After takign Millie ona controlled, relaxing on lead walk (Haha joke!) we took Makita up the Barton Hills. We put him on his car harness (His walkign harness hasnt arrived yet) but is better than his choke chain / new collar which is still slightly to big for him. He had a lovely walk, we met a Yorkie, two Springers, two GSD and a Ridgeback  He got on lovely with all of them, and bets of all he was knackered by the end! We had a lovely brush down in the garden afterwards and got 1/2 a tesco bag of fur off him  (Althouh he looks no different!)

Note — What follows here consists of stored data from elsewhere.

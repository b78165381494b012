//! Error types for dataset header and shape handling

/// Header field a parse error refers to
#[derive(Debug, Clone, Copy, PartialEq, Eq)]
pub enum Field {
    Rows,
    Cols,
    DataType,
}

impl core::fmt::Display for Field {
    fn fmt(&self, f: &mut core::fmt::Formatter<'_>) -> core::fmt::Result {
        let name = match self {
            Field::Rows => "row count",
            Field::Cols => "column count",
            Field::DataType => "element type",
        };
        write!(f, "{name}")
    }
}

/// Errors that can occur while decoding or validating dataset metadata
#[derive(Debug, Clone, Copy, PartialEq, Eq)]
pub enum DsioError {
    /// Metadata text is empty, so no format tag is present
    MissingTag,
    /// First metadata line is not the `BINARY` tag
    TagMismatch,
    /// A required header line is absent
    MissingField(Field),
    /// A count line is not a non-negative decimal integer
    InvalidNumber(Field),
    /// Element type name is not one of the supported types
    UnsupportedDataType,
    /// rows * cols * element size does not fit the address space
    ShapeOverflow,
    /// Byte buffer too small for the requested element
    InsufficientBuffer,
}

impl core::fmt::Display for DsioError {
    fn fmt(&self, f: &mut core::fmt::Formatter<'_>) -> core::fmt::Result {
        match self {
            DsioError::MissingTag => write!(f, "metadata is empty, expected BINARY tag"),
            DsioError::TagMismatch => write!(f, "first metadata line is not the BINARY tag"),
            DsioError::MissingField(field) => write!(f, "metadata is missing the {field} line"),
            DsioError::InvalidNumber(field) => write!(f, "metadata {field} is not a valid count"),
            DsioError::UnsupportedDataType => write!(f, "unsupported element type"),
            DsioError::ShapeOverflow => write!(f, "dataset shape overflows addressable size"),
            DsioError::InsufficientBuffer => write!(f, "insufficient bytes for element"),
        }
    }
}

impl core::error::Error for DsioError {}

/// Result type for core dataset operations
pub type Result<T> = core::result::Result<T, DsioError>;
//! Write the same dataset as a binary storage pair and as text

use dsio::{DynamicDataset, FileFormat, Matrix};
use std::time::Instant;

fn main() -> dsio::Result<()> {
    let rows = 10_000;
    let cols = 8;
    println!("Building {rows} x {cols} float64 dataset...");

    let data = (0..rows * cols)
        .map(|i| (i / cols) as f64 + (i % cols) as f64 * 0.125)
        .collect();
    let matrix = Matrix::from_vec(rows, cols, data)?;
    let dataset: DynamicDataset = matrix.into();

    let start = Instant::now();
    dsio::save(&dataset, "example_dataset.dat", FileFormat::Binary)?;
    println!("Binary pair written in {:?}", start.elapsed());

    let start = Instant::now();
    dsio::save(&dataset, "example_dataset.txt", FileFormat::Text)?;
    println!("Text written in {:?}", start.elapsed());

    println!("\nRun 'cargo run --example read_dataset' to read them back!");
    Ok(())
}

He really seems to be loving his long walks and knew found freedom of the country side, he honestly is a different dog to the flea bag covered in wee / poo in a concrete courtyard last weekend.

I am soooo happpy!


----------



## harrys_mum (Aug 18, 2010)

lovely pics. we walk there with harry, think weve seen you up there too.
michelle x


----------



## nikki2009 (Feb 5, 2011)

ahh hes lovley he looks like a big teddy


----------



## xpalaboyx (Jun 17, 2008)

Awesome and wide place to hike, bounce and zoom. Glad he likes it..


----------



## kat&molly (Mar 2, 2011)

Lovely, looks like he's settling in really well


----------



## michaelasi (Oct 29, 2009)

what a stunner he is , wonder if he might be related with my lad hehehehehehe


----------



## Milliepoochie (Feb 13, 2011)

michaelasi said:


> what a stunner he is , wonder if he might be related with my lad hehehehehehe


Hehe Long lost brothers maybe?


----------



## NoSpecialFeaturesHere (Nov 23, 2008)

Gorgeous, gorgeous, gorgeous. We had a few at the shelter here, soft as muck. Real beautiful dogs.


----------



## Milliepoochie (Feb 13, 2011)

NoSpecialFeaturesHere said:


> Gorgeous, gorgeous, gorgeous. We had a few at the shelter here, soft as muck. Real beautiful dogs.


Thank You He truely is a giant Bear  He loves his cuddles. Just need to work on his greeting other dogs, he doesnt realise how big he is!


----------